Kącik higieny
Z jednego końca Muzeum Mydła i Historii Brudu na drugi przejść można w niecałą minutę. Miejsce to, powstałe niedawno nieopodal bydgoskiego rynku jako pierwsze muzeum tego typu w Polsce, jest rzeczywiście niewielkie. Na zwiedzanie trzeba jednak zaplanować godzinę. Nagromadzono tu mnóstwo sprzętów, drobiazgów, reklam i mydełek, wszystko po to, aby poprowadzić odwiedzających przez historię ludzkiej czystości. A może raczej nieczystości... Przez tysiąclecia z higieną nie było u ludzi najlepiej, chociaż dowiadujemy się na wstępie, że „pierwsze mydło, czyli mieszanina tłuszczów zwierzęcych i popiołu, zostało odnalezione przez archeologów na terenie Babilonu w glinianych cylindrach liczących ponad 4800 lat!”.
NA TEMAT:
1000 lat nieczystości
Po krótkiej opowieści o łaźniach i sekretach antycznej higieny, przewodnik Cezary przenosi nas w mroki średniowiecza, gdzie tych, którzy się myli, uważano za próżnych. Alusia, czyli „stan nieumycia”, cieszył się ponoć dużym uznaniem wśród mnichów i pobożnych chrześcijan; i tak św. Agnieszka nie umyła się w swoim życiu ani razu.
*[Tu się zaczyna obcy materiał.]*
impl Chains {
    pub fn new(timeout_policy: TimeoutPolicy) -> Self {
        let mut a = chain("ibc0", DEFAULT_ETH_CHAIN_ID, 1, timeout_policy);
        let mut b = chain("ibc1", DEFAULT_ETH_CHAIN_ID + 1, 11, timeout_policy);

        let client_on_a = create_client(&mut a, &b);
        let client_on_b = create_client(&mut b, &a);

        Self {
            a,
            b,
            client_on_a,
            client_on_b,
        }
    }

    /// Brings the client on B up to the latest block of A.
    pub fn sync_client_on_b(&mut self) -> Height {
        let latest = self.a.latest_height();
        let tracked = self
            .b
            .client_latest_height(&self.client_on_b)
            .expect("client exists");
        if tracked < latest {
            update_client(&mut self.b, &self.client_on_b, &self.a).expect("update succeeds");
        }
        latest
    }

    /// Brings the client on A up to the latest block of B.
    pub fn sync_client_on_a(&mut self) -> Height {
        let latest = self.b.latest_height();
        let tracked = self
            .a
            .client_latest_height(&self.client_on_a)
            .expect("client exists");
        if tracked < latest {
            update_client(&mut self.a, &self.client_on_a, &self.b).expect("update succeeds");
        }
        latest
    }

    /// Proof of `path` at the latest block of A, verifiable on B.
    pub fn prove_on_a(&mut self, path: impl Into<Path>) -> (CommitmentProofBytes, Height) {
        let height = self.sync_client_on_b();
        let (_, proof) = self.a.proven(&path.into(), height).expect("sealed height");
        (proof, height)
    }

    /// Proof of `path` at the latest block of B, verifiable on A.
    pub fn prove_on_b(&mut self, path: impl Into<Path>) -> (CommitmentProofBytes, Height) {
        let height = self.sync_client_on_a();
        let (_, proof) = self.b.proven(&path.into(), height).expect("sealed height");
        (proof, height)
    }

    pub fn conn_open_init(&mut self) -> ConnectionId {
        let msg = MsgConnectionOpenInit {
            client_id_on_a: self.client_on_a.clone(),
            counterparty: ConnectionCounterparty::new(
                self.client_on_b.clone(),
                None,
                self.b.ibc_store.commitment_prefix(),
            ),
            version: None,
            delay_period: Duration::ZERO,
            signer: dummy_account_signer(),
        };
        self.a
            .deliver(MsgEnvelope::Connection(ConnectionMsg::OpenInit(msg)))
            .expect("success");

        last_event(&self.a, |e| match e {
            IbcEvent::OpenInitConnection(e) => Some(e.conn_id().clone()),
            _ => None,
        })
    }

    pub fn conn_open_try(
        &mut self,
        conn_id_on_a: &ConnectionId,
    ) -> Result<ConnectionId, ContextError> {
        let (proof_conn_end_on_a, proofs_height_on_a) =
            self.prove_on_a(ConnectionPath::new(conn_id_on_a));
        let msg = MsgConnectionOpenTry {
            client_id_on_b: self.client_on_b.clone(),
            counterparty: ConnectionCounterparty::new(
                self.client_on_a.clone(),
                Some(conn_id_on_a.clone()),
                self.a.ibc_store.commitment_prefix(),
            ),
            versions_on_a: ConnectionVersion::compatibles(),
            proof_conn_end_on_a,
            proofs_height_on_a,
            delay_period: Duration::ZERO,
            signer: dummy_account_signer(),
        };
        self.b
            .deliver(MsgEnvelope::Connection(ConnectionMsg::OpenTry(msg)))?;

        Ok(last_event(&self.b, |e| match e {
            IbcEvent::OpenTryConnection(e) => Some(e.conn_id().clone()),
            _ => None,
        }))
    }

    pub fn conn_open_ack(
        &mut self,
        conn_id_on_a: &ConnectionId,
        conn_id_on_b: &ConnectionId,
    ) -> Result<(), ContextError> {
        let version = self
            .b
            .ibc_store
            .connection_end(conn_id_on_b)?
            .versions()
            .first()
            .cloned()
            .unwrap_or_default();
        let (proof_conn_end_on_b, proofs_height_on_b) =
            self.prove_on_b(ConnectionPath::new(conn_id_on_b));
        let msg = MsgConnectionOpenAck {
            conn_id_on_a: conn_id_on_a.clone(),
            conn_id_on_b: conn_id_on_b.clone(),
            proof_conn_end_on_b,
            proofs_height_on_b,
            version,
            signer: dummy_account_signer(),
        };
        self.a
            .deliver(MsgEnvelope::Connection(ConnectionMsg::OpenAck(msg)))
    }

    pub fn conn_open_confirm(
        &mut self,
        conn_id_on_a: &ConnectionId,
        conn_id_on_b: &ConnectionId,
    ) -> Result<(), ContextError> {
        let (proof_conn_end_on_a, proof_height_on_a) =
            self.prove_on_a(ConnectionPath::new(conn_id_on_a));
        let msg = MsgConnectionOpenConfirm {
            conn_id_on_b: conn_id_on_b.clone(),
            proof_conn_end_on_a,
            proof_height_on_a,
            signer: dummy_account_signer(),
        };
        self.b
            .deliver(MsgEnvelope::Connection(ConnectionMsg::OpenConfirm(msg)))
    }

    /// Runs the four connection handshake steps.
    pub fn open_connection(&mut self) -> (ConnectionId, ConnectionId) {
        let conn_id_on_a = self.conn_open_init();
        let conn_id_on_b = self.conn_open_try(&conn_id_on_a).expect("success");
        self.conn_open_ack(&conn_id_on_a, &conn_id_on_b)
            .expect("success");
        self.conn_open_confirm(&conn_id_on_a, &conn_id_on_b)
            .expect("success");
        (conn_id_on_a, conn_id_on_b)
    }

    pub fn chan_open_init(&mut self, conn_id_on_a: &ConnectionId, ordering: Order) -> ChannelId {
        let msg = MsgChannelOpenInit {
            port_id_on_a: PortId::transfer(),
            connection_hops_on_a: vec![conn_id_on_a.clone()],
            port_id_on_b: PortId::transfer(),
            ordering,
            signer: dummy_account_signer(),
            version_proposal: ChannelVersion::empty(),
        };
        self.a
            .deliver(MsgEnvelope::Channel(ChannelMsg::OpenInit(msg)))
            .expect("success");

        last_event(&self.a, |e| match e {
            IbcEvent::OpenInitChannel(e) => Some(e.chan_id().clone()),
            _ => None,
        })
    }

    pub fn chan_open_try(
        &mut self,
        conn_id_on_b: &ConnectionId,
        chan_id_on_a: &ChannelId,
        ordering: Order,
    ) -> Result<ChannelId, ContextError> {
        let chan_end_path_on_a = ChannelEndPath::new(&PortId::transfer(), chan_id_on_a);
        let version_supported_on_a = self
            .a
            .ibc_store
            .channel_end(&chan_end_path_on_a)?
            .version()
            .clone();
        let (proof_chan_end_on_a, proof_height_on_a) = self.prove_on_a(chan_end_path_on_a);
        let msg = MsgChannelOpenTry {
            port_id_on_b: PortId::transfer(),
            connection_hops_on_b: vec![conn_id_on_b.clone()],
            port_id_on_a: PortId::transfer(),
            chan_id_on_a: chan_id_on_a.clone(),
            version_supported_on_a,
            proof_chan_end_on_a,
            proof_height_on_a,
            ordering,
            signer: dummy_account_signer(),
        };
        self.b
            .deliver(MsgEnvelope::Channel(ChannelMsg::OpenTry(msg)))?;

        Ok(last_event(&self.b, |e| match e {
            IbcEvent::OpenTryChannel(e) => Some(e.chan_id().clone()),
            _ => None,
        }))
    }

    pub fn chan_open_ack(
        &mut self,
        chan_id_on_a: &ChannelId,
        chan_id_on_b: &ChannelId,
    ) -> Result<(), ContextError> {
        let chan_end_path_on_b = ChannelEndPath::new(&PortId::transfer(), chan_id_on_b);
        let version_on_b = self
            .b
            .ibc_store
            .channel_end(&chan_end_path_on_b)?
            .version()
            .clone();
        let (proof_chan_end_on_b, proof_height_on_b) = self.prove_on_b(chan_end_path_on_b);
        let msg = MsgChannelOpenAck {
            port_id_on_a: PortId::transfer(),
            chan_id_on_a: chan_id_on_a.clone(),
            chan_id_on_b: chan_id_on_b.clone(),
            version_on_b,
            proof_chan_end_on_b,
            proof_height_on_b,
            signer: dummy_account_signer(),
        };
        self.a
            .deliver(MsgEnvelope::Channel(ChannelMsg::OpenAck(msg)))
    }

    pub fn chan_open_confirm(
        &mut self,
        chan_id_on_a: &ChannelId,
        chan_id_on_b: &ChannelId,
    ) -> Result<(), ContextError> {
        let (proof_chan_end_on_a, proof_height_on_a) =
            self.prove_on_a(ChannelEndPath::new(&PortId::transfer(), chan_id_on_a));
        let msg = MsgChannelOpenConfirm {
            port_id_on_b: PortId::transfer(),
            chan_id_on_b: chan_id_on_b.clone(),
            proof_chan_end_on_a,
            proof_height_on_a,
            signer: dummy_account_signer(),
        };
        self.b
            .deliver(MsgEnvelope::Channel(ChannelMsg::OpenConfirm(msg)))
    }

    pub fn chan_close_init(&mut self, chan_id_on_a: &ChannelId) -> Result<(), ContextError> {
        let msg = MsgChannelCloseInit {
            port_id_on_a: PortId::transfer(),
            chan_id_on_a: chan_id_on_a.clone(),
            signer: dummy_account_signer(),
        };
        self.a
            .deliver(MsgEnvelope::Channel(ChannelMsg::CloseInit(msg)))
    }

    pub fn chan_close_confirm(
        &mut self,
        chan_id_on_a: &ChannelId,
        chan_id_on_b: &ChannelId,
    ) -> Result<(), ContextError> {
        let (proof_chan_end_on_a, proof_height_on_a) =
            self.prove_on_a(ChannelEndPath::new(&PortId::transfer(), chan_id_on_a));
        let msg = MsgChannelCloseConfirm {
            port_id_on_b: PortId::transfer(),
            chan_id_on_b: chan_id_on_b.clone(),
            proof_chan_end_on_a,
            proof_height_on_a,
            signer: dummy_account_signer(),
        };
        self.b
            .deliver(MsgEnvelope::Channel(ChannelMsg::CloseConfirm(msg)))
    }

    /// Opens a connection and a channel over it between the transfer ports.
    pub fn open_channel(&mut self, ordering: Order) -> (ChannelId, ChannelId) {
        let (conn_id_on_a, conn_id_on_b) = self.open_connection();
        let chan_id_on_a = self.chan_open_init(&conn_id_on_a, ordering);
        let chan_id_on_b = self
            .chan_open_try(&conn_id_on_b, &chan_id_on_a, ordering)
            .expect("success");
        self.chan_open_ack(&chan_id_on_a, &chan_id_on_b)
            .expect("success");
        self.chan_open_confirm(&chan_id_on_a, &chan_id_on_b)
            .expect("success");
        (chan_id_on_a, chan_id_on_b)
    }

    /// Sends `amount` from [`ALICE`] on A to [`BOB`] on B.
    pub fn send(
        &mut self,
        chan_id_on_a: &ChannelId,
        amount: u64,
        timeout_height: TimeoutHeight,
    ) -> Result<Packet, ContextError> {
        let timeout_timestamp = if timeout_height.is_set() {
            TimeoutTimestamp::Never
        } else {
            TimeoutTimestamp::from_nanoseconds(u64::MAX)
        };
        self.a.send_tokens(TokenTransfer {
            port_id: PortId::transfer(),
            channel_id: chan_id_on_a.clone(),
            sender: ALICE.to_string(),
            receiver: BOB.to_string(),
            amount,
            timeout_height,
            timeout_timestamp,
        })
    }

    /// Delivers `packet` to B and returns the acknowledgement B wrote.
    pub fn recv_on_b(&mut self, packet: &Packet) -> Result<Acknowledgement, ContextError> {
        let (proof_commitment_on_a, proof_height_on_a) = self.prove_on_a(CommitmentPath::new(
            &packet.port_id_on_a,
            &packet.chan_id_on_a,
            packet.seq_on_a,
        ));
        let msg = MsgRecvPacket {
            packet: packet.clone(),
            proof_commitment_on_a,
            proof_height_on_a,
            signer: dummy_account_signer(),
        };
        self.b.deliver(MsgEnvelope::Packet(PacketMsg::Recv(msg)))?;

        Ok(self
            .b
            .written_ack(&packet.port_id_on_b, &packet.chan_id_on_b, packet.seq_on_a)
            .expect("acknowledgement written on receive"))
    }

    pub fn ack_on_a(
        &mut self,
        packet: &Packet,
        acknowledgement: Acknowledgement,
    ) -> Result<(), ContextError> {
        let (proof_acked_on_b, proof_height_on_b) = self.prove_on_b(AckPath::new(
            &packet.port_id_on_b,
            &packet.chan_id_on_b,
            packet.seq_on_a,
        ));
        let msg = MsgAcknowledgement {
            packet: packet.clone(),
            acknowledgement,
            proof_acked_on_b,
            proof_height_on_b,
            signer: dummy_account_signer(),
        };
        self.a.deliver(MsgEnvelope::Packet(PacketMsg::Ack(msg)))
    }

    /// Proves on A that B never received `packet`.
    pub fn timeout_on_a(&mut self, packet: &Packet) -> Result<(), ContextError> {
        let ordering = *self
            .a
            .ibc_store
            .channel_end(&ChannelEndPath::new(
                &packet.port_id_on_a,
                &packet.chan_id_on_a,
            ))?
            .ordering();

        let seq_recv_path_on_b = SeqRecvPath::new(&packet.port_id_on_b, &packet.chan_id_on_b);
        let next_seq_recv_on_b = self.b.ibc_store.get_next_sequence_recv(&seq_recv_path_on_b)?;

        let unreceived_path: Path = match ordering {
            Order::Ordered => seq_recv_path_on_b.into(),
            _ => ReceiptPath::new(&packet.port_id_on_b, &packet.chan_id_on_b, packet.seq_on_a)
                .into(),
        };
        let (proof_unreceived_on_b, proof_height_on_b) = self.prove_on_b(unreceived_path);

        let msg = MsgTimeout {
            packet: packet.clone(),
            next_seq_recv_on_b,
            proof_unreceived_on_b,
            proof_height_on_b,
            signer: dummy_account_signer(),
        };
        self.a.deliver(MsgEnvelope::Packet(PacketMsg::Timeout(msg)))
    }
}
Po 1000 latach nieczystości, dbanie o higienę znów staje się modne. Powstają łaźnie, gdzie porządku i moralności pilnują jednak księża. Względna czystość panuje do XIV w., kiedy to wybucha wielka pandemia dżumy, a za jej rozprzestrzenianie wini się także wodę. Aż do XIX w. miasta pogrążone są w nieczystościach, a na salonach brud przykrywa się pudrem, brzydki zapach dusi perfumami. Cezary pokazuje mapę Bydgoszczy z lat 20. XX w., kiedy to przy ul. Warmińskiego powstała pierwsza w mieście fabryka mydła. Dzieci, a zwłaszcza ich rodzice, z ochotą przenoszą się już w lata PRL. – Taką Franię miałam w domu! – I mydło Jacek i Agatka pamiętam! Teraz czas samemu stworzyć mydełko.
Zrób to sam
Najpierw wybieramy kolor i 3 kropelki barwnika wlewamy do szklanki. Teraz zdecydować się trzeba na zapach – fiołek, malina, kawa, a może kokos? 3 kropelki lądują w szklance. Czas wybrać foremkę (kwiatu, serca lub bydgoskiego herbu) i ułożyć w niej dodatki – płatki kwiatów, ziarna kawy czy muszelki? Do szklanki wlewamy gorącą masę mydlaną, energicznie mieszamy i szybko przelewamy do foremki. Po 10 minutach w lodówce mydło zrobione w bydgoskim muzeum jest już gotowe!